Para juegos competitivos extremos, trabajos de imágenes profesionales o simplemente para aquellos que quieren “lo mejor de lo mejor”, tienen sentido. El problema es que este “mejor” tiene un costo muy alto y, lo que es más importante, genera retornos cada vez más pequeños.
Hoy en día tienes monitores LCD IPS por menos de 300€, que son increíbles. Monitores que hace 4 o 5 años hubieran costado más de 600 o 700€. ¿Realmente necesitas un monitor OLED? La verdad es que no. Sobre todo porque los monitores realmente especiales basados en esta tecnología siguen siendo un auténtico robo en cualquier cuenta bancaria.
Es un poco como esa historia de que cuando pasas de 60 Hz a 120 Hz, la diferencia es enorme. Cuando saltas de 120 Hz a 144 Hz, todavía se nota. A partir de entonces, la mejora se vuelve cada vez menos obvia para la mayoría de las personas. Lo mismo ocurre con la resolución, el brillo o incluso ciertos extras que en la ficha técnica lucen espectaculares, pero que poco o nada cambian en el uso diario.
El precio sube mucho más rápido que el valor real.
Un monitor premium puede costar fácilmente tres, cuatro o cinco veces más que un modelo “más barato”. Y no hablamos de tamaños gigantes. Hay monitores de 27 pulgadas que cuestan más de 1.000 euros sin mucho esfuerzo.
El problema no es sólo el alto precio. Es el hecho de que ese dinero extra rara vez se traduce en una experiencia proporcionalmente mejor. Por supuesto que hay ganancias, pero son incrementales.
Para la mayoría de los usuarios, sería mucho mejor gastar ese dinero en otras áreas de la configuración… o simplemente ahorrarlo.
¡Los monitores baratos ya no son tan malos como solían ser!
Aquí está el punto clave. El mercado ha cambiado mucho en los últimos años.
Las funciones que antes eran exclusivas de los monitores caros se han convertido en algo común. Frecuencias de actualización de 120 Hz o 144 Hz, tiempos de respuesta decentes, buenos paneles IPS o VA y resoluciones adecuadas están disponibles hoy a precios mucho más asequibles.

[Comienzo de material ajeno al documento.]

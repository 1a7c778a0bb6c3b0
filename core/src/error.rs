//! Error types for the integrator.
//!
//! # Design
//! The taxonomy is flat: a call fails because the transport failed, because
//! it succeeded without producing any bytes, or because the bytes did not
//! decode into the requested type. `NoData` is kept apart from `Transport`
//! since an empty successful call is not a transport malfunction.

use std::error::Error;
use std::fmt;

/// A transport-level failure (DNS, connect, TLS, timeout, body read).
///
/// Transports do not classify failures further; the original error is kept
/// as the `source` for diagnostics.
#[derive(Debug)]
pub struct TransportError {
    message: String,
    source: Option<Box<dyn Error + Send + Sync + 'static>>,
}

impl TransportError {
    pub fn new(message: impl Into<String>) -> Self {
        Self {
            message: message.into(),
            source: None,
        }
    }

    pub fn from_source<E>(source: E) -> Self
    where
        E: Error + Send + Sync + 'static,
    {
        Self {
            message: source.to_string(),
            source: Some(Box::new(source)),
        }
    }

    /// The transport dropped its completion handle without reporting.
    pub fn abandoned() -> Self {
        Self::new("transport dropped the request without delivering an outcome")
    }

    pub fn message(&self) -> &str {
        &self.message
    }
}

impl fmt::Display for TransportError {
    fn fmt(&self, f: &mut fmt::Formatter<'_>) -> fmt::Result {
        f.write_str(&self.message)
    }
}

impl Error for TransportError {
    fn source(&self) -> Option<&(dyn Error + 'static)> {
        self.source.as_deref().map(|e| e as &(dyn Error + 'static))
    }
}

/// The body bytes could not be decoded into the requested type.
#[derive(Debug, Clone, PartialEq, Eq)]
pub struct DecodeError {
    pub message: String,
    /// Lossy UTF-8 copy of the body that failed to decode.
    pub body: String,
}

impl DecodeError {
    pub fn new(message: impl Into<String>, body: &[u8]) -> Self {
        Self {
            message: message.into(),
            body: String::from_utf8_lossy(body).into_owned(),
        }
    }
}

impl fmt::Display for DecodeError {
    fn fmt(&self, f: &mut fmt::Formatter<'_>) -> fmt::Result {
        f.write_str(&self.message)
    }
}

impl Error for DecodeError {}

/// Every way an `integrate` call can fail.
#[derive(Debug)]
pub enum IntegrationError {
    /// The transport reported an error. No decode was attempted.
    Transport(TransportError),

    /// The transport completed without error but produced no bytes.
    NoData,

    /// Bytes arrived but did not decode into the requested type.
    Decode(DecodeError),
}

impl fmt::Display for IntegrationError {
    fn fmt(&self, f: &mut fmt::Formatter<'_>) -> fmt::Result {
        match self {
            IntegrationError::Transport(err) => write!(f, "transport failed: {err}"),
            IntegrationError::NoData => write!(f, "no data returned"),
            IntegrationError::Decode(err) => write!(f, "decoding response failed: {err}"),
        }
    }
}

impl Error for IntegrationError {
    fn source(&self) -> Option<&(dyn Error + 'static)> {
        match self {
            IntegrationError::Transport(err) => Some(err),
            IntegrationError::NoData => None,
            IntegrationError::Decode(err) => Some(err),
        }
    }
}

impl From<TransportError> for IntegrationError {
    fn from(err: TransportError) -> Self {
        IntegrationError::Transport(err)
    }
}

impl From<DecodeError> for IntegrationError {
    fn from(err: DecodeError) -> Self {
        IntegrationError::Decode(err)
    }
}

Un monitor bien elegido en la gama media o incluso baja ya ofrece una excelente experiencia para trabajar, consumir contenidos e incluso jugar. Para el 90% de las personas, la diferencia con un modelo premium será mínima en el día a día.
Comprar bien es entender lo que realmente necesitas
La verdadera “inversión inteligente” no es comprar el monitor más caro. Se trata de comprar el monitor adecuado.
Así que, si juegas de forma informal, trabajas en el ordenador y miras contenidos multimedia, un buen panel a un precio razonable te servirá perfectamente durante años. Los monitores de alta gama todavía existen y tienen sentido en nichos muy específicos, pero ya no son la opción lógica para la mayoría de las personas.
En definitiva, hoy gastar menos no significa renunciar a la calidad.